(Collected data)

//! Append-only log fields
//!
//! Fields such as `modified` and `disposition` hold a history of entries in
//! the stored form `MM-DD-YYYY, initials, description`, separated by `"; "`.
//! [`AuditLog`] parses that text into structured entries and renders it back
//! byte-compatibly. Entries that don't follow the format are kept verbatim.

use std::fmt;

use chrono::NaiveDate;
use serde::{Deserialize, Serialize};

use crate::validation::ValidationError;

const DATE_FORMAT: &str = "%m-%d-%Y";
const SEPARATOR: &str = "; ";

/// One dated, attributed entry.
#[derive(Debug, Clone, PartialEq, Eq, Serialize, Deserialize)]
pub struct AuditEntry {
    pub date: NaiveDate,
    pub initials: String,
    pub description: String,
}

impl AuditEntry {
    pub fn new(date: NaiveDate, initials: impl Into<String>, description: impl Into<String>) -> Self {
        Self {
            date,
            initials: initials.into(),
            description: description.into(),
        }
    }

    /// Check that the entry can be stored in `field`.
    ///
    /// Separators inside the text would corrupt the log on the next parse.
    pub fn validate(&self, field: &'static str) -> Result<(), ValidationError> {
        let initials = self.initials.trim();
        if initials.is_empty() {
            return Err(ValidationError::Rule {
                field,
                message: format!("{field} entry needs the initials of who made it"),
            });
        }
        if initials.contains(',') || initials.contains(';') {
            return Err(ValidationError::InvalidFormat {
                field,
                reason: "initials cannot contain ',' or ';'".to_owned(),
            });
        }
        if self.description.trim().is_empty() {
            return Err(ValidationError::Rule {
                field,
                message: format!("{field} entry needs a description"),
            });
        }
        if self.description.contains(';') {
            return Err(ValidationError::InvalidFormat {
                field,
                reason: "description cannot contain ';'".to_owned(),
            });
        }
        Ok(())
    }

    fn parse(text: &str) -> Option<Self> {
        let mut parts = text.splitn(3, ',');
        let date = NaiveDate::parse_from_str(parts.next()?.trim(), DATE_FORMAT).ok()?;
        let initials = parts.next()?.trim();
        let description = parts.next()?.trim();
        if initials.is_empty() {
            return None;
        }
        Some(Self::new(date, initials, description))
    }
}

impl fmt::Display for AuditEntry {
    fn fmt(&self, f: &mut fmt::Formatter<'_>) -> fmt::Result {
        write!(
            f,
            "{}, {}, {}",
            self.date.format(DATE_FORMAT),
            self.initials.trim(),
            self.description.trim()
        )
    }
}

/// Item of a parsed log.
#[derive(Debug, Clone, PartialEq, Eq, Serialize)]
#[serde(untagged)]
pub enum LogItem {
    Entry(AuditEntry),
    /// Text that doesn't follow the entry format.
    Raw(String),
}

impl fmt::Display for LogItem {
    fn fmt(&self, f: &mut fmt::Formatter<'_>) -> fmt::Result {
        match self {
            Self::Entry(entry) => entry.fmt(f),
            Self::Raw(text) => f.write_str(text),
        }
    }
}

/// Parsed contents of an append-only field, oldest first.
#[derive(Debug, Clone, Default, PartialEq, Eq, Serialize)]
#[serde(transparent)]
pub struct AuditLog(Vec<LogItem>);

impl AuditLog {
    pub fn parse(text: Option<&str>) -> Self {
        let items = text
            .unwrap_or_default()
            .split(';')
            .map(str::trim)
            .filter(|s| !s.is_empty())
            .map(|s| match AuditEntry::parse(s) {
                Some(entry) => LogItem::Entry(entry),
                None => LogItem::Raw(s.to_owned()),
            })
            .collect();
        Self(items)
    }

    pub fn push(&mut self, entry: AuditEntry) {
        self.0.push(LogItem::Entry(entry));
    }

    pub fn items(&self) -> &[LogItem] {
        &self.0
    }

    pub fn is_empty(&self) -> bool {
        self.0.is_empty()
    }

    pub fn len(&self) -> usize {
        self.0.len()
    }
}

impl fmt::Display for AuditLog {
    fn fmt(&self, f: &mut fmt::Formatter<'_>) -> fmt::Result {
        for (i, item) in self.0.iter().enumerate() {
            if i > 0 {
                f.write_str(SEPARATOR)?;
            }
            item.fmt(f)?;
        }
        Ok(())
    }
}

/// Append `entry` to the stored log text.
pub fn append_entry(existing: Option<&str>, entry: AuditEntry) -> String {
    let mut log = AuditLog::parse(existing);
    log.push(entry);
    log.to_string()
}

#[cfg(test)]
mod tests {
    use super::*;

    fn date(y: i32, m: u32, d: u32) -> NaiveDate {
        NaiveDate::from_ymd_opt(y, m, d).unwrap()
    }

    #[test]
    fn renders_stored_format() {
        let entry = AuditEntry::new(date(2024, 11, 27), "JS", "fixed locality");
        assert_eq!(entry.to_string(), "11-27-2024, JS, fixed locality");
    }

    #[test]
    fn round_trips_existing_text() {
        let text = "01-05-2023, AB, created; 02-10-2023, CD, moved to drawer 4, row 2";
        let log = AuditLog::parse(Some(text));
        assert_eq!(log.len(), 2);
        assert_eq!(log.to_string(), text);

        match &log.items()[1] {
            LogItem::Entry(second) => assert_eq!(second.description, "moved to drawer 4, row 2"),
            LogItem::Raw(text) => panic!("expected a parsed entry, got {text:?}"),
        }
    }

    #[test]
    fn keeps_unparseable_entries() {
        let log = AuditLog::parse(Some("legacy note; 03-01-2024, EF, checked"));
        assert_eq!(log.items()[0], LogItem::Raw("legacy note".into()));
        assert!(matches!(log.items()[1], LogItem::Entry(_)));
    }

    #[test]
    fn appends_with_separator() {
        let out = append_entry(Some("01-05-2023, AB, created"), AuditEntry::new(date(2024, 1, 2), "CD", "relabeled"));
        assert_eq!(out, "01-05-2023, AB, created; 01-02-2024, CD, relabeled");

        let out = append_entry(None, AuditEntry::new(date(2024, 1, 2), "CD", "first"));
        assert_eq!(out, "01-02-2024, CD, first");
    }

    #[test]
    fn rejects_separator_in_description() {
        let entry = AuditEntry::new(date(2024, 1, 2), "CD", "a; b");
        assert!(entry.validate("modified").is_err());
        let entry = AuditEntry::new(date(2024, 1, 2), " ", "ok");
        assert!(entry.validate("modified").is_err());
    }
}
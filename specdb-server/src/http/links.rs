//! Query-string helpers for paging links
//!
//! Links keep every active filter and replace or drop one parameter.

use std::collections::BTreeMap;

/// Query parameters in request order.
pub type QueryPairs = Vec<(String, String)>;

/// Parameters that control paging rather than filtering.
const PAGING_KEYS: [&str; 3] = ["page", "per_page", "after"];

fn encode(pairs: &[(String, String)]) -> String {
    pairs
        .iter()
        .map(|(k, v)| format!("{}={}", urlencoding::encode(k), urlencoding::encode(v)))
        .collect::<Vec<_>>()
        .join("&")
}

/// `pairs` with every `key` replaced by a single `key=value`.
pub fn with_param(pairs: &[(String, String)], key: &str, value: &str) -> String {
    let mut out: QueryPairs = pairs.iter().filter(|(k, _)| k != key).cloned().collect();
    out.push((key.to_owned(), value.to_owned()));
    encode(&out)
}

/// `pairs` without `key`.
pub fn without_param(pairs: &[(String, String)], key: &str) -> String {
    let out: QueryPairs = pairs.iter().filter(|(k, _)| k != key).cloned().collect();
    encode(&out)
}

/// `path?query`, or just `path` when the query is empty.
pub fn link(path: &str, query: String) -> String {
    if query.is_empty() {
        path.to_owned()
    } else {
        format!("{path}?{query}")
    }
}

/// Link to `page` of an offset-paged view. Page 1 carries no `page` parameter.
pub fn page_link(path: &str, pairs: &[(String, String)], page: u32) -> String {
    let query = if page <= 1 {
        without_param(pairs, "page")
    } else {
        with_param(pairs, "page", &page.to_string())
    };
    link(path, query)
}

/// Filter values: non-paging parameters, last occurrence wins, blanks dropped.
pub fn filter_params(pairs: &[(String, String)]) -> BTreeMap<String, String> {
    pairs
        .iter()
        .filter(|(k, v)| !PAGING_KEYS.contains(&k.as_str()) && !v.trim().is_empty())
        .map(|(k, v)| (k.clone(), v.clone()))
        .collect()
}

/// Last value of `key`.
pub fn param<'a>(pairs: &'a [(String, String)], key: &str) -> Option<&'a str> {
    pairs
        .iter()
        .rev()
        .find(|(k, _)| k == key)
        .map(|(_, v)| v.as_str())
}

- **WHAT THE EXERCISE ASKS**
Exactly one number is the answer: how many lines of the entries contain the string "follow".

- **WORKED SOLUTION**
2